Search the entries for the word "current". Copy each line in which it is found.
[[ Exercise input open ]]
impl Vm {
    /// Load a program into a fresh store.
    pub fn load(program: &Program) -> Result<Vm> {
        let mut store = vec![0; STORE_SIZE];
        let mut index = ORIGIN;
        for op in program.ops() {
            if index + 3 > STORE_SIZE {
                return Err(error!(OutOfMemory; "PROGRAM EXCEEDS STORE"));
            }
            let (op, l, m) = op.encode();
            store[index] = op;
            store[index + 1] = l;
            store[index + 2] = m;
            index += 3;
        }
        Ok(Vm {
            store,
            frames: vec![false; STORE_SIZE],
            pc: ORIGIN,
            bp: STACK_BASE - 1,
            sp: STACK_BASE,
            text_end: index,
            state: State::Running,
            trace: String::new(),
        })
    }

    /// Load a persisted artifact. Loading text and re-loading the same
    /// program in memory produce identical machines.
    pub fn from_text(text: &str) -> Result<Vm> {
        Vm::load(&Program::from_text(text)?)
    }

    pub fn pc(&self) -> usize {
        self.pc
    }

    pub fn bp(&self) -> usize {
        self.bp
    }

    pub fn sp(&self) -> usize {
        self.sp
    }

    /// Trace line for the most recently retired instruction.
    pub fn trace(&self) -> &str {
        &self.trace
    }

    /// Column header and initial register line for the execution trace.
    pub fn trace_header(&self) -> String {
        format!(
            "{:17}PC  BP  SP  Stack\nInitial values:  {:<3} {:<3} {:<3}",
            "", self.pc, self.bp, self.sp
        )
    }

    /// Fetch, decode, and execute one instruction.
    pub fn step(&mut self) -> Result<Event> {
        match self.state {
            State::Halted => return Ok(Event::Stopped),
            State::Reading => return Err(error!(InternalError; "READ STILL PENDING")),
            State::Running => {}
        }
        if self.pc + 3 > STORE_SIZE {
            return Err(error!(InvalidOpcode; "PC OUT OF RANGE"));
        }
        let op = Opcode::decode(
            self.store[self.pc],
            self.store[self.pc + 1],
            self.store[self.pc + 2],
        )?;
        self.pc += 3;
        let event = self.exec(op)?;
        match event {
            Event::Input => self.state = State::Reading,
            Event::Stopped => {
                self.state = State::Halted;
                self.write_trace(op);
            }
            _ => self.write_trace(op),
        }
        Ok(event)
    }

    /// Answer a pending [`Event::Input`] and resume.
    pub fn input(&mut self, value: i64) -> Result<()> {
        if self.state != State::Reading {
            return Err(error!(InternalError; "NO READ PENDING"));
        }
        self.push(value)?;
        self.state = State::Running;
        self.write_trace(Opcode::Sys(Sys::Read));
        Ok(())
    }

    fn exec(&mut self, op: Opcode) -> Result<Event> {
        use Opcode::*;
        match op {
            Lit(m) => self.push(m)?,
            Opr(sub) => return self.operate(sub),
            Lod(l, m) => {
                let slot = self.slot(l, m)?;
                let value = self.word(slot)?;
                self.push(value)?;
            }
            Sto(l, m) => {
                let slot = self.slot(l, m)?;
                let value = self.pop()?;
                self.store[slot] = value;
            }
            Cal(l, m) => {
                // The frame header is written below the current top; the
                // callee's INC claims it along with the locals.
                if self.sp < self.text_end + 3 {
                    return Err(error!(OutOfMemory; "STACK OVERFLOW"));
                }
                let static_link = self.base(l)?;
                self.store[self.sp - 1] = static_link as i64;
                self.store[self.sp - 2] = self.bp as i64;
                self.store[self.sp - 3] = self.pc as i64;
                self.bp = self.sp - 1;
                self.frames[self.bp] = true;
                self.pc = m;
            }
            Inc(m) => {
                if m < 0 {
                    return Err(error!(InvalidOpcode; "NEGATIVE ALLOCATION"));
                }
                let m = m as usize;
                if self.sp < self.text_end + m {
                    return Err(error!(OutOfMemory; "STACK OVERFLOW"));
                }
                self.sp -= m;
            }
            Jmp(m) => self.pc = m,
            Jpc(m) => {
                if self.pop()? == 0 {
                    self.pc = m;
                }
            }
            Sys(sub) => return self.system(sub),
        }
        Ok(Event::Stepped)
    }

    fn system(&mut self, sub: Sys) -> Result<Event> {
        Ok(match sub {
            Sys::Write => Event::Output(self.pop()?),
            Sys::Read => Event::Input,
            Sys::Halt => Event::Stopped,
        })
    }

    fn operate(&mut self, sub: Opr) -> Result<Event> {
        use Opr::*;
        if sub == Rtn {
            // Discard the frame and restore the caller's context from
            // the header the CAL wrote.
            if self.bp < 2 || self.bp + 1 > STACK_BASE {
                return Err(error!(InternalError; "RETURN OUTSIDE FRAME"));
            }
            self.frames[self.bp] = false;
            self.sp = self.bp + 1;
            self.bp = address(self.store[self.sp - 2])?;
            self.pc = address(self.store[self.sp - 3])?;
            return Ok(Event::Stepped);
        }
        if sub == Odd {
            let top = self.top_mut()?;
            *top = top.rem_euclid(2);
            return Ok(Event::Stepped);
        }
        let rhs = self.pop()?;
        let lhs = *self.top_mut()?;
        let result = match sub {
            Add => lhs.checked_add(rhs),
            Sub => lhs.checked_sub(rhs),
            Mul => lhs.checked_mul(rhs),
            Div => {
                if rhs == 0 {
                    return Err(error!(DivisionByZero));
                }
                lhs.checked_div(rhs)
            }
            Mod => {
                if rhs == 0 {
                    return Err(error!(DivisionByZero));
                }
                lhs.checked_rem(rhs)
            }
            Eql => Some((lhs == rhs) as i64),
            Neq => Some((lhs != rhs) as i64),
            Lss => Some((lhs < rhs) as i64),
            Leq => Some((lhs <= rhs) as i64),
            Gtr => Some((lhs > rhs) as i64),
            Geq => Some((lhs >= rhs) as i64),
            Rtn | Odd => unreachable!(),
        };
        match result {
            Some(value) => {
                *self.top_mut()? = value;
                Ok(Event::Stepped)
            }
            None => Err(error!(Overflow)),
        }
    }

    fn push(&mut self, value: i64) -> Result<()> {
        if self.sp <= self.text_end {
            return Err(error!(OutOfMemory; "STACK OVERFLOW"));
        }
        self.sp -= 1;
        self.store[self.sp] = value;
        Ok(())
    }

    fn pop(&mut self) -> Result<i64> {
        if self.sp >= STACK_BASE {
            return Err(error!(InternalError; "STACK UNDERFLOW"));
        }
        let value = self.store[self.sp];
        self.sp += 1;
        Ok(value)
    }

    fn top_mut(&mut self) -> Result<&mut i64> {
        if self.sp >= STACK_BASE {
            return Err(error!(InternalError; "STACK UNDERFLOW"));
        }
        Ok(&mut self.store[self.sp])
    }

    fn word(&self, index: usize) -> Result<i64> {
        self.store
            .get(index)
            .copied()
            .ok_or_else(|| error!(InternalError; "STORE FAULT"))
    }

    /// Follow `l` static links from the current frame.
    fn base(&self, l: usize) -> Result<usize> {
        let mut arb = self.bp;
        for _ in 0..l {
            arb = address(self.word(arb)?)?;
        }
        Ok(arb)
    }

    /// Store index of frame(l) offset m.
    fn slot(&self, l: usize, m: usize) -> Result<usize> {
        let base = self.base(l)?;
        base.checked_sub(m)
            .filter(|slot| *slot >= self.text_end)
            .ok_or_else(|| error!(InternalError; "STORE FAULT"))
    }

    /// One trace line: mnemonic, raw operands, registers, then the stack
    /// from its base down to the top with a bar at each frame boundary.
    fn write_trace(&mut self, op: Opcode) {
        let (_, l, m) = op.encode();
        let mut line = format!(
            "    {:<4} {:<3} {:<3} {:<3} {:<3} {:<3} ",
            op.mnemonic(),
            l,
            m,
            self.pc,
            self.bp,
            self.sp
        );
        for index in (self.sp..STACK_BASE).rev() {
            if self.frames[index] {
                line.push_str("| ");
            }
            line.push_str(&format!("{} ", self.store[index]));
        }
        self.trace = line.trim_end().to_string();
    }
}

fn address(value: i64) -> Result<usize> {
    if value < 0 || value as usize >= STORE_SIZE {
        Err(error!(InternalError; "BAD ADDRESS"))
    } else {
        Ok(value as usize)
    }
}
[[ Exercise input closed ]]
[[ Exercise input open ]]
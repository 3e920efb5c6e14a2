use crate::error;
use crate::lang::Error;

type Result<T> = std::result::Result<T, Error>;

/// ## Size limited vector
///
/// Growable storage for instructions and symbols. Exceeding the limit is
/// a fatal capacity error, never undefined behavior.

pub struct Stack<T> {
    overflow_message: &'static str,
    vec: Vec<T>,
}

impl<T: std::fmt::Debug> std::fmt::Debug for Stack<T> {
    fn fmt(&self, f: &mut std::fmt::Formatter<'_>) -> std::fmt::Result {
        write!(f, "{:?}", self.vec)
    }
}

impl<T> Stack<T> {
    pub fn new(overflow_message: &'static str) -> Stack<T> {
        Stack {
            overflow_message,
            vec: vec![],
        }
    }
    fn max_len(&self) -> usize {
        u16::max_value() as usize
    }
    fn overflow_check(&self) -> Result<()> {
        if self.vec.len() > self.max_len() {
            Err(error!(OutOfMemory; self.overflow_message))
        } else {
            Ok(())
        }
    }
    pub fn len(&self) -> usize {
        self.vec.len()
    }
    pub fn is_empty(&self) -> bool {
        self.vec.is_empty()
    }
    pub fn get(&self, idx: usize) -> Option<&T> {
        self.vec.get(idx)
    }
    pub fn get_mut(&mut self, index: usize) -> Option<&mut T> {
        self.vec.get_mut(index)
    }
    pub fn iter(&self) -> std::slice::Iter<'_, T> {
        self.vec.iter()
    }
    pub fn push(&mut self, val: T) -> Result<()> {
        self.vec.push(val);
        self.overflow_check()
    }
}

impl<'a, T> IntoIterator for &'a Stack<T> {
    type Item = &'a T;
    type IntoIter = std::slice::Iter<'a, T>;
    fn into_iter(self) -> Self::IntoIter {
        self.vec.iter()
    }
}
[[ Exercise input closed ]]
[[ Exercise input open ]]
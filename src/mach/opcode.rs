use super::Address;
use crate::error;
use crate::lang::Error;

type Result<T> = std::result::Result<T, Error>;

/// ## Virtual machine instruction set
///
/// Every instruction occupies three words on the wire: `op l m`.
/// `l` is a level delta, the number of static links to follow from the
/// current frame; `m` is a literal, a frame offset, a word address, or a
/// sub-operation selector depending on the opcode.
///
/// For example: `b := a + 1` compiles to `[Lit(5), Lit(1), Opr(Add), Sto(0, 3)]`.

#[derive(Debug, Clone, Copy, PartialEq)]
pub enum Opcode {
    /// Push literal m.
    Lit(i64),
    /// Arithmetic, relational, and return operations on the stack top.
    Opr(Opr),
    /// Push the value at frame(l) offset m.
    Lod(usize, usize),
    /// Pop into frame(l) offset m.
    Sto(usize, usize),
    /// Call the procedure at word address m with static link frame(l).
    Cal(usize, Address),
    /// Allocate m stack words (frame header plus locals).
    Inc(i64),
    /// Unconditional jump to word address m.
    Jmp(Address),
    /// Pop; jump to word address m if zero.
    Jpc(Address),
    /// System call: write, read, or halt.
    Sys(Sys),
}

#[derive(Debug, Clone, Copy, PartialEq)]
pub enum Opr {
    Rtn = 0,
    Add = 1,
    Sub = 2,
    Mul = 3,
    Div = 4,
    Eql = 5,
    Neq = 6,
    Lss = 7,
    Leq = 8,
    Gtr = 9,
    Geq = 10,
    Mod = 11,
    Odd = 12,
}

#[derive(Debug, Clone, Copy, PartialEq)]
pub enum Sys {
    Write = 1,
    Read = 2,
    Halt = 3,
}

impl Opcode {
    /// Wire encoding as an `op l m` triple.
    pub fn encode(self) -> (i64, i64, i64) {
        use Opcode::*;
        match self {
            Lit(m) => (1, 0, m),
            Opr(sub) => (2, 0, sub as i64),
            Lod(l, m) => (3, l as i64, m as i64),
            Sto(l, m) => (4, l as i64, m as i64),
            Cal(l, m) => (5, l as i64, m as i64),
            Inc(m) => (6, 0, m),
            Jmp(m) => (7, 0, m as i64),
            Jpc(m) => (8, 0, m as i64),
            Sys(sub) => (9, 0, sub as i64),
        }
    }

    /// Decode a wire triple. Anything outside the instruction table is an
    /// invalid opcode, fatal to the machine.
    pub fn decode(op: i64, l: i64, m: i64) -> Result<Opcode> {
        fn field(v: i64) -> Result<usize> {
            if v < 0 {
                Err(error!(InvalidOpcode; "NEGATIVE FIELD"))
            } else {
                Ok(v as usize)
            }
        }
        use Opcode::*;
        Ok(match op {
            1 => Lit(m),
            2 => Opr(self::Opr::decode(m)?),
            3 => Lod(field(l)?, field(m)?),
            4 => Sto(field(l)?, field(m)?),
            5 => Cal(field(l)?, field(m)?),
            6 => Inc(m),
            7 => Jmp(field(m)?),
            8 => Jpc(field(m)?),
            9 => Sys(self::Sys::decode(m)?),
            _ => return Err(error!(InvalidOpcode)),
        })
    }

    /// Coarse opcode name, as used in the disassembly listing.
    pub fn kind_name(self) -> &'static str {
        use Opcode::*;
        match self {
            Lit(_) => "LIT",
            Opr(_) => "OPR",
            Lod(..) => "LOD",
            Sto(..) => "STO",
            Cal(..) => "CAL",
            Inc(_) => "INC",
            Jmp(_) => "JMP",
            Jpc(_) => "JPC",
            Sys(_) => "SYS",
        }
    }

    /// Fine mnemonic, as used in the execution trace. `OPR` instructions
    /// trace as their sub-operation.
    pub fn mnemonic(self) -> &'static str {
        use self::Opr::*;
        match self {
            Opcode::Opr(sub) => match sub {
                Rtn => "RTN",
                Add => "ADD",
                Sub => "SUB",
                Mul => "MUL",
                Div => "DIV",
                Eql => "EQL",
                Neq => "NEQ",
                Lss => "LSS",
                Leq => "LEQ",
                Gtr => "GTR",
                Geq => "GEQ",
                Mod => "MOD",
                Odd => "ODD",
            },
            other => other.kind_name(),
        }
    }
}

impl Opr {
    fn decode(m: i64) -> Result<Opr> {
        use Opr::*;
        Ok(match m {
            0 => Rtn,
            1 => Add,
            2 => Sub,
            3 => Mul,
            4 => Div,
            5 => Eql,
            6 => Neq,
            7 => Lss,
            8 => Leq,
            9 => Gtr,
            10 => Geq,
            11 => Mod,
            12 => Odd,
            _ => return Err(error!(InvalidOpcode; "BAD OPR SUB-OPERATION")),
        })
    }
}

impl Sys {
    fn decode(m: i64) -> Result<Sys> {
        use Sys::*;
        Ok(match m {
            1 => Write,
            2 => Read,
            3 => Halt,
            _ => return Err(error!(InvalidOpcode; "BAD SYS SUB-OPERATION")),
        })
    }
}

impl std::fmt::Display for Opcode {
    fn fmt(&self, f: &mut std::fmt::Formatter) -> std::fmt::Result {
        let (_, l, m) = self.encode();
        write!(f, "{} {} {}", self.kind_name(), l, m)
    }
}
[[ Exercise input closed ]]
# Response to the task
                // The frame header is written below the current top; the
    /// Follow `l` static links from the current frame.
/// current frame; `m` is a literal, a frame offset, a word address, or a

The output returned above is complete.